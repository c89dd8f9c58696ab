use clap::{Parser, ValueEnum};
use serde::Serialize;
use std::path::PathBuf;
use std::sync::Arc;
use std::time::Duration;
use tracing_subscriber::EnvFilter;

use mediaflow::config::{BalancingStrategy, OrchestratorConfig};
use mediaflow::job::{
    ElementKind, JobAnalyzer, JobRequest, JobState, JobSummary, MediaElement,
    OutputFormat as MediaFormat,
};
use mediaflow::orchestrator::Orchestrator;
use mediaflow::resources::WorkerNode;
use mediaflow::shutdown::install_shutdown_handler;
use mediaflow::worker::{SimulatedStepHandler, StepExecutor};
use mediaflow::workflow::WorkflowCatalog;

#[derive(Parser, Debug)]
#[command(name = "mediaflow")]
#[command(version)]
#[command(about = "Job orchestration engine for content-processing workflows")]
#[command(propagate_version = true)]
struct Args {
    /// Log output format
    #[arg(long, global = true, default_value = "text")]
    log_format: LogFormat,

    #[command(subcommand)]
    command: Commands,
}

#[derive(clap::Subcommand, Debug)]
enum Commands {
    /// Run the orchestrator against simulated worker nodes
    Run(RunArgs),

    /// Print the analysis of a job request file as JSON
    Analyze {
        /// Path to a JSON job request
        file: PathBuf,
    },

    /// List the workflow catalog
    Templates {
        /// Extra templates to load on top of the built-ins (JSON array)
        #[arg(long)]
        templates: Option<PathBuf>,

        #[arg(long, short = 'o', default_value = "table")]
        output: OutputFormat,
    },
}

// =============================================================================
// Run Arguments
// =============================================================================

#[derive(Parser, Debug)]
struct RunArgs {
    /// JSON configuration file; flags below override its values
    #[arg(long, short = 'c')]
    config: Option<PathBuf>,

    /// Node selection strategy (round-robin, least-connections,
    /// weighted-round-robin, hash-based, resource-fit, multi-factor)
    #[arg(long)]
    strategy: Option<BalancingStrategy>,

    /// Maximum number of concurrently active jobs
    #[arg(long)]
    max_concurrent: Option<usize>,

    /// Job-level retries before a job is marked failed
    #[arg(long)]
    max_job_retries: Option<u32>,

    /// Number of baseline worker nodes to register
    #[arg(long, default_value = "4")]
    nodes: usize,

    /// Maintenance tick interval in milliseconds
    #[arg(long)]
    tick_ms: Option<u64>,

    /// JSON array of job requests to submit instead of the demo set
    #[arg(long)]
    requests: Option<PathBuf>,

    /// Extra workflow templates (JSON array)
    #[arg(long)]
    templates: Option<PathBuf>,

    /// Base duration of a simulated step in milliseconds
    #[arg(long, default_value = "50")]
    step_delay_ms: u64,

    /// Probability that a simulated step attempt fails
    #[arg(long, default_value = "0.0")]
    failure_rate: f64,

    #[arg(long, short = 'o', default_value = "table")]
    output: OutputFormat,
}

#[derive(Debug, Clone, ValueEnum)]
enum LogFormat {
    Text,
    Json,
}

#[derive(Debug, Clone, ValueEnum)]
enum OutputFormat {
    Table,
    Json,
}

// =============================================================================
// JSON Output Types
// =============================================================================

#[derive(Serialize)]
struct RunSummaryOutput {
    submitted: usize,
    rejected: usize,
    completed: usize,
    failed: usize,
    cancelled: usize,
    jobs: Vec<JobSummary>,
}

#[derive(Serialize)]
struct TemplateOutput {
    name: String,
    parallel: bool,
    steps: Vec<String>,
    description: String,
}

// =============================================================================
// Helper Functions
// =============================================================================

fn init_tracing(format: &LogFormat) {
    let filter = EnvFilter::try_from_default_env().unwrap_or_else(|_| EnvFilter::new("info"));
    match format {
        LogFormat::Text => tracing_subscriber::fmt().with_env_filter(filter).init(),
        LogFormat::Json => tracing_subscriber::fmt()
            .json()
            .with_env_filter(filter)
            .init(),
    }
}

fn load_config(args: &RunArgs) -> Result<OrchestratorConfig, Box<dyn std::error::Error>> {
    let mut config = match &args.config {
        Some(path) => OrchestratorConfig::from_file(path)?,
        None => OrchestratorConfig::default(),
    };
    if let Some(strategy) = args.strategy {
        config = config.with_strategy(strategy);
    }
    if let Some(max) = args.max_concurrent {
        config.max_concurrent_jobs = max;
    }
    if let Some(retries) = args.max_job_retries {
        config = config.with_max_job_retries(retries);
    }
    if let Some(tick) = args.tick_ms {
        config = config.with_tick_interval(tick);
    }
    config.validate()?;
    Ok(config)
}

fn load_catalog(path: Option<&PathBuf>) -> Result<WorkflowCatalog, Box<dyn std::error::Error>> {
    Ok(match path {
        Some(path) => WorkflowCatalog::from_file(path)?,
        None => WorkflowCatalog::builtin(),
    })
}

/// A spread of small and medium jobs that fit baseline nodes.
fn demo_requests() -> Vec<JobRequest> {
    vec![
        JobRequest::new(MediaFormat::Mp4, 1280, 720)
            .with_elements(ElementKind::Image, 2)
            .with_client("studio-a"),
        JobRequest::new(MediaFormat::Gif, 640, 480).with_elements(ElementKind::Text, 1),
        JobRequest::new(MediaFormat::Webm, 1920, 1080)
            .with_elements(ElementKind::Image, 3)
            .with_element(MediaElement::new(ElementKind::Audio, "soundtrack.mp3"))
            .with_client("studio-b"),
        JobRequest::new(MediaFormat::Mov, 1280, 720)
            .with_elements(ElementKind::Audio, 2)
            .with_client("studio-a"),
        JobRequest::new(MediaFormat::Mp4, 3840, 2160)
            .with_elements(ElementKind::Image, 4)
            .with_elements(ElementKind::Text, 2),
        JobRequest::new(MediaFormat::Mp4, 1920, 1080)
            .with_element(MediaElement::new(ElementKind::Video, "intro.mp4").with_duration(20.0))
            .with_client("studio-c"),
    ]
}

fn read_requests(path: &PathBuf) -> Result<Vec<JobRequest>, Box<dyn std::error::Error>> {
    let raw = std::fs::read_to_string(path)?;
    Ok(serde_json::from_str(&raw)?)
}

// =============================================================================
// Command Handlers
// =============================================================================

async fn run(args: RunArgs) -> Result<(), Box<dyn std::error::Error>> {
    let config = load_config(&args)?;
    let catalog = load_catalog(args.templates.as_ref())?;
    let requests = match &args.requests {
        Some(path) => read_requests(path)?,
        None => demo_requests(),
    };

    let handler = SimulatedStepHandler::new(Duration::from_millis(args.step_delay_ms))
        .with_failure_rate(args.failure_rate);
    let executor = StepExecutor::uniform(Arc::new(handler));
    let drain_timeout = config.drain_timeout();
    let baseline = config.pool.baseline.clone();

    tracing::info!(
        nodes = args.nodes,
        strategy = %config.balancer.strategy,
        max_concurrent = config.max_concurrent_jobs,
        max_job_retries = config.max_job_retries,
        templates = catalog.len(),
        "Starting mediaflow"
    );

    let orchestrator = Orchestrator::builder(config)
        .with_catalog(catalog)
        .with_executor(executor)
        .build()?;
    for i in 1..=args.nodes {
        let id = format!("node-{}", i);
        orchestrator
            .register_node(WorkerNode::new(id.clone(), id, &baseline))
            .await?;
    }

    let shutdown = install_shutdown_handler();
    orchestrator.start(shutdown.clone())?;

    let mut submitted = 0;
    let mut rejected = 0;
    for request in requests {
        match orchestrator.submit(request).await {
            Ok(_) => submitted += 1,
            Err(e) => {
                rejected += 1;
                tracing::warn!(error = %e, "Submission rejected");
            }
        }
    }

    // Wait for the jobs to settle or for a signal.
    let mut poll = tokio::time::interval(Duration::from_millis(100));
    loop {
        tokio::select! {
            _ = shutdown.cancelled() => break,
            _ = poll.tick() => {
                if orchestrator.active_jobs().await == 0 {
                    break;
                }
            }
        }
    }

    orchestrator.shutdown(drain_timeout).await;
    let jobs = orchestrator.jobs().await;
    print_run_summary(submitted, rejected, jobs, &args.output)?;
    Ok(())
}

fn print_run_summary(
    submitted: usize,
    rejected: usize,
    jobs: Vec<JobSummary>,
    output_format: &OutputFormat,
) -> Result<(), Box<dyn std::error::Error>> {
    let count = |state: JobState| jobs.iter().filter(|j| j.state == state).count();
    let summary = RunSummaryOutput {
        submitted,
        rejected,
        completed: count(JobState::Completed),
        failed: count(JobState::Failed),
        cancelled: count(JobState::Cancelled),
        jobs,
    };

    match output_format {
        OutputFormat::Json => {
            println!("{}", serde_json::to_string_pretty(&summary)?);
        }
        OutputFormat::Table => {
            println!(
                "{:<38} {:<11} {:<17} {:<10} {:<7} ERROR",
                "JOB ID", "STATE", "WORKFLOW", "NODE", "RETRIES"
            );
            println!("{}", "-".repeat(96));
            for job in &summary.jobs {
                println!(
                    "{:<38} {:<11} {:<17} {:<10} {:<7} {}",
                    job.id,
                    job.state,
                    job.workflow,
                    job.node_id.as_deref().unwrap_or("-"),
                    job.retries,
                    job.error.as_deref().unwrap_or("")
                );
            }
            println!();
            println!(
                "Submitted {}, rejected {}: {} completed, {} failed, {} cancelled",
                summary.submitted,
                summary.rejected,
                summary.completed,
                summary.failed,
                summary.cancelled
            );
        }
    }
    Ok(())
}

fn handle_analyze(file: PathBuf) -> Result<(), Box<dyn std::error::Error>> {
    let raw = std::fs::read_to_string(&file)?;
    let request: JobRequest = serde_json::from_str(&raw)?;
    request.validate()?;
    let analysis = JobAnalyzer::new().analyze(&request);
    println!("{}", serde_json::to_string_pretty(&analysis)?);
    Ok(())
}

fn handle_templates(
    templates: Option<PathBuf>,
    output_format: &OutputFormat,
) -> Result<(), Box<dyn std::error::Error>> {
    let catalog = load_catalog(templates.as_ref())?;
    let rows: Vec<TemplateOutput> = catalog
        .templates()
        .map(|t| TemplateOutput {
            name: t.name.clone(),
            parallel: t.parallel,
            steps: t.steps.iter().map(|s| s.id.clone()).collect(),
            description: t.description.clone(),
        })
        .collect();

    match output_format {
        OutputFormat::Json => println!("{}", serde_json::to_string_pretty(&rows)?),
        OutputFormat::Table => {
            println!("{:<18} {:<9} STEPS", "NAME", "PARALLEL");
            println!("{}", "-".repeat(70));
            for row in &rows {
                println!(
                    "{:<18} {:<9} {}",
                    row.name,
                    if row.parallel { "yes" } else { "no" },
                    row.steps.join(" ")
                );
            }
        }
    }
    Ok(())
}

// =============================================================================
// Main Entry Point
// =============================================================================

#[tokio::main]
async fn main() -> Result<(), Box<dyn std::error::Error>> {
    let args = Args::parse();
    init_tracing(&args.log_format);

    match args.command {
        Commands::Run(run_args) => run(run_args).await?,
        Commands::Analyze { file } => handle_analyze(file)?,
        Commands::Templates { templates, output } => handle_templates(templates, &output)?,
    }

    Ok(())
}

◇ ◇ ◇ ◇ ◇ ◇ ◇

> [WORK REQUIRED]:
Give back exactly the lines from the beginning of the records through the line containing "#[command(subcommand)]", and only those.

> [WRITTEN RESPONSE]:
repository c89dd8f9c58696ab
use clap::{Parser, ValueEnum};
use serde::Serialize;
use std::path::PathBuf;
use std::sync::Arc;
use std::time::Duration;
use tracing_subscriber::EnvFilter;

use mediaflow::config::{BalancingStrategy, OrchestratorConfig};
use mediaflow::job::{
    ElementKind, JobAnalyzer, JobRequest, JobState, JobSummary, MediaElement,
    OutputFormat as MediaFormat,
};
use mediaflow::orchestrator::Orchestrator;
use mediaflow::resources::WorkerNode;
use mediaflow::shutdown::install_shutdown_handler;
use mediaflow::worker::{SimulatedStepHandler, StepExecutor};
use mediaflow::workflow::WorkflowCatalog;

#[derive(Parser, Debug)]
#[command(name = "mediaflow")]
#[command(version)]
#[command(about = "Job orchestration engine for content-processing workflows")]
#[command(propagate_version = true)]
struct Args {
    /// Log output format
    #[arg(long, global = true, default_value = "text")]
    log_format: LogFormat,

    #[command(subcommand)]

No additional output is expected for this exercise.